Sungjun menatap malas buku pelajarannya, hari ini adalah hari pertama semester baru dan Sungjun harus lebih berusaha dari semester sebelumnya.
"Kenapa lo? Gak ke kantin bareng dua temen lo?"
Yang bertanya itu Jeongwoo, si ketua kelas. Sikap Sungjun yang jauh dari biasanya terlihat aneh di mata remaja bermarga park itu.
"Gue lagi males aja," jawab Sungjun.
"Nggak yakin gue, muka lo rada lain dari biasanya."
Sungjun memutar bola matanya malas. "Emang biasanya muka gue gimana? Perasaan sama aja deh, idung ada, mata ada, bibir juga ada. Apanya yang agak lain?"
"Maksud gue raut muka lo, Sungjun! Emosi gue ngobrol lama-lama sama lo," gerutu Jeongwoo sebelum akhirnya bangkit dan meninggalkan teman sekelasnya itu.
"Gue juga emosi ngobrol sama lo," balas Sungjun.
Sungjun kembali menatap buku-buku miliknya, ini bukan dirinya dan ia tidak terbiasa seperti ini.
"Bodo amat deh! Selagi resikonya masih bisa gue tanggung, gak perlu maksain kaya gini."
Keputusan Sungjun sudah bulat, ia hanya akan belajar seperti biasanya saja, saat di sekolah dan di asrama sebelum tidur.
Sungjun keluar dari kelasnya, karena masih jam istirahat ia akan pergi ke kantin menyusul teman-temannya yang lain. Di tengah perjalanan mata Sungjun memicing, ia melihat Jia yang terus berjalan seraya menundukan kepalanya.
"Jia!" panggil Sungjun.
Gadis bernama Jia itu sadar jika ada yang memanggilnya, tapi ia sengaja bersikap tak acuh.
🕸🕸🕸
Kyungjun, Taehun, Hyunsoo, Junhyeok dan Hwi tengah menikmati makan siang bersama. Sesekali mereka melemparkan candaan yang membuat makan siang mereka tidak membosankan.
Hanya disaat seperti ini mereka dapat melupakan masalah yang menimpa mereka, meskipun hanya sesaat.
"Sumpah, Kak. Nggak lagi gue nginep di rumah lo," ucap Junhyeok pada Kyungjun.
"Emang kenapa di rumah Kyungjun?" tanya Hyunsoo.

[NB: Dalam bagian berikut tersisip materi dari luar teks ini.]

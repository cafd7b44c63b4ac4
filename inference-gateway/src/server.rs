//! Minimal HTTP surface over the engine. Exists as an integration-test
//! seam for the dispatcher, not as a documented public API: the edge
//! protocol, auth, and SDK ergonomics live outside this crate's scope.

use std::sync::Arc;

use axum::extract::{Path, State};
use axum::http::HeaderMap;
use axum::routing::{get, post};
use axum::{Json, Router};
use inference_engine::providers::anthropic::AnthropicProvider;
use inference_engine::providers::custom::CustomProvider;
use inference_engine::providers::openai::OpenAiProvider;
use inference_engine::providers::{Provider, ProviderCapabilities};
use inference_engine::{Engine, EngineConfig, EngineError, InferenceRequest};
use serde_json::json;
use tower_http::timeout::TimeoutLayer;
use uuid::Uuid;

use crate::config::Config;
use crate::gateway_error::GatewayError;

#[derive(Clone)]
pub struct AppState {
    pub engine: Arc<Engine>,
    pub multitenancy_enabled: bool,
}

const TENANT_HEADER: &str = "X-Tenant-ID";
const DEFAULT_TENANT_ID: &str = "default";

fn build_provider(config: &inference_engine::ProviderConfig) -> anyhow::Result<Arc<dyn Provider>> {
    let kind = config.metadata.get("kind").map(String::as_str).unwrap_or("custom");
    let provider: Arc<dyn Provider> = match kind {
        "openai" => Arc::new(OpenAiProvider::new(config.clone())?),
        "anthropic" => Arc::new(AnthropicProvider::new(config.clone())?),
        _ => Arc::new(CustomProvider::new(config.clone(), ProviderCapabilities::default())?),
    };
    Ok(provider)
}

pub async fn create_server(config: Config) -> anyhow::Result<Router> {
    let redis = match &config.redis_url {
        Some(url) => Some(redis::Client::open(url.as_str())?),
        None => None,
    };

    let engine = Arc::new(Engine::new(EngineConfig {
        dispatcher: config.dispatch.clone(),
        circuit_breaker: config.breaker.clone(),
        quota: config.quota.clone(),
        session_pool: config.session_pool.clone(),
        jobs: Default::default(),
        redis,
    }));

    for (name, provider_config) in &config.providers {
        if !provider_config.enabled {
            continue;
        }
        match build_provider(provider_config) {
            Ok(provider) => {
                engine.registry().register(provider).await;
            }
            Err(err) => {
                tracing::error!(provider = %name, error = %err, "failed to construct provider");
            }
        }
    }

    engine.spawn_sweeper();

    let state = AppState { engine, multitenancy_enabled: config.multitenancy.enabled };

    let app = Router::new()
        .route("/v1/chat", post(chat))
        .route("/v1/jobs/:id", get(get_job))
        .route("/health", get(health_check))
        .layer(TimeoutLayer::new(config.server.timeout))
        .with_state(state);

    Ok(app)
}

/// Resolves the effective tenant id for `request` per the multitenancy
/// contract: the `X-Tenant-ID` header is required and authoritative in
/// multi-tenant mode; in single-tenant mode every request is folded
/// onto the `default` tenant regardless of header or body content.
fn resolve_tenant_id(state: &AppState, headers: &HeaderMap) -> Result<String, EngineError> {
    if !state.multitenancy_enabled {
        return Ok(DEFAULT_TENANT_ID.to_string());
    }
    headers
        .get(TENANT_HEADER)
        .and_then(|v| v.to_str().ok())
        .filter(|v| !v.is_empty())
        .map(str::to_string)
        .ok_or(EngineError::AuthMissingTenant)
}

async fn chat(
    State(state): State<AppState>,
    headers: HeaderMap,
    Json(mut request): Json<InferenceRequest>,
) -> Result<Json<serde_json::Value>, GatewayError> {
    request.tenant_id = resolve_tenant_id(&state, &headers)?;
    let response = state.engine.dispatcher().dispatch_sync(request).await?;
    Ok(Json(serde_json::to_value(response).unwrap_or_else(|_| json!({}))))
}

async fn get_job(
    State(state): State<AppState>,
    Path(id): Path<Uuid>,
) -> Result<Json<serde_json::Value>, GatewayError> {
    use inference_engine::jobs::JobStatus;

    match state.engine.jobs().get(&id) {
        Some(snapshot) => {
            let status = match snapshot.status {
                JobStatus::Pending => "pending",
                JobStatus::Running => "running",
                JobStatus::Completed => "completed",
                JobStatus::Failed => "failed",
                JobStatus::Cancelled => "cancelled",
            };
            Ok(Json(json!({
                "id": snapshot.id,
                "tenant_id": snapshot.tenant_id,
                "status": status,
                "result": snapshot.result,
                "error": snapshot.error,
            })))
        }
        None => Err(GatewayError(inference_engine::EngineError::BadRequest { message: format!("unknown job {id}") })),
    }
}

async fn health_check() -> Json<serde_json::Value> {
    Json(json!({ "status": "healthy" }))
}

#[cfg(test)]
mod tests {
    use super::*;
    use axum::http::StatusCode;
    use axum_test::TestServer;

    #[tokio::test]
    async fn health_check_returns_ok() {
        let config = Config::default();
        let app = create_server(config).await.unwrap();
        let server = TestServer::new(app).unwrap();
        let response = server.get("/health").await;
        assert_eq!(response.status_code(), StatusCode::OK);
    }

    #[tokio::test]
    async fn unknown_job_returns_error() {
        let config = Config::default();
        let app = create_server(config).await.unwrap();
        let server = TestServer::new(app).unwrap();
        let response = server.get(&format!("/v1/jobs/{}", Uuid::new_v4())).await;
        assert_eq!(response.status_code(), StatusCode::BAD_REQUEST);
    }

    #[test]
    fn resolve_tenant_id_requires_header_in_multitenant_mode() {
        let state = AppState { engine: Arc::new(Engine::new(EngineConfig::default())), multitenancy_enabled: true };
        let err = resolve_tenant_id(&state, &HeaderMap::new()).unwrap_err();
        assert!(matches!(err, EngineError::AuthMissingTenant));
    }

    #[test]
    fn resolve_tenant_id_uses_header_value_in_multitenant_mode() {
        let state = AppState { engine: Arc::new(Engine::new(EngineConfig::default())), multitenancy_enabled: true };
        let mut headers = HeaderMap::new();
        headers.insert(TENANT_HEADER, "acme-corp".parse().unwrap());
        assert_eq!(resolve_tenant_id(&state, &headers).unwrap(), "acme-corp");
    }

    #[test]
    fn resolve_tenant_id_ignores_header_when_multitenancy_disabled() {
        let state = AppState { engine: Arc::new(Engine::new(EngineConfig::default())), multitenancy_enabled: false };
        let mut headers = HeaderMap::new();
        headers.insert(TENANT_HEADER, "acme-corp".parse().unwrap());
        assert_eq!(resolve_tenant_id(&state, &headers).unwrap(), DEFAULT_TENANT_ID);
    }

    #[tokio::test]
    async fn chat_without_tenant_header_is_rejected_in_multitenant_mode() {
        let config = Config::default();
        assert!(config.multitenancy.enabled);
        let app = create_server(config).await.unwrap();
        let server = TestServer::new(app).unwrap();
        let response = server
            .post("/v1/chat")
            .json(&json!({ "tenant_id": "ignored", "model": "gpt-4", "messages": [] }))
            .await;
        assert_eq!(response.status_code(), StatusCode::TOO_MANY_REQUESTS);
        let body: serde_json::Value = response.json();
        assert_eq!(body["error"]["code"], "AUTH_MISSING_TENANT");
    }

    #[tokio::test]
    async fn chat_with_tenant_header_passes_tenant_check() {
        let mut config = Config::default();
        config.multitenancy.enabled = false;
        let app = create_server(config).await.unwrap();
        let server = TestServer::new(app).unwrap();
        let response = server
            .post("/v1/chat")
            .add_header(TENANT_HEADER, "acme-corp")
            .json(&json!({ "tenant_id": "ignored", "model": "gpt-4", "messages": [] }))
            .await;
        // no providers are registered, so the request fails downstream of the
        // tenant check rather than on it.
        let body: serde_json::Value = response.json();
        assert_ne!(body["error"]["code"], "AUTH_MISSING_TENANT");
    }
}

"Biasa, orang tua gue konser. Lagian udah gue bilang, jangan nginep di rumah gue. Ngeyel sih," kata Kyungjun.
"Pake lagu apa, Jun? Jadi penasaran gue." Taehun ikut bertanya.
Kyungjun yang masih mengunyah makanan itu berpikir sejenak. "Gue lupa sih judulnya, tapi mereka muter itu hampir tiap hari sampe bosen gue dengernya."
"Udah jangan ada yang lanjutin, terlalu gelap," kata Hyunsoo. "Si pinyik kok lama, tadi bilangnya mau ngapain-"
"Sungjun datang!" pekik Sungjun. "Bang Unco nanyain gue mulu, kangen ya?"
Hyunsoo bergidik ngeri melihat Sungjun yang tengah menggodanya. "Gue cuma nanya doang, ya!"
"Hyunsoo khawatir, lo belum makan siang. Cuma ya gitu, gengsinya gede," Ujar Taehun.
Tak bisa Hyunsoo pungkiri, ia memang khawatir. Hampir enam tahun bersama membuatnya menganggap kelima temannya itu keluarga sendiri, dua kakak dan tiga adik.
Bukan hanya Hyunsoo, Kyungjun, Taehun, Junhyeok, Hwi dan Sungjun juga menganggap persahabatan mereka seperti saudara dalam sebuah keluarga.
"Kenapa lo lama nyusulnya?" tanya Junhyeok pada Sungjun.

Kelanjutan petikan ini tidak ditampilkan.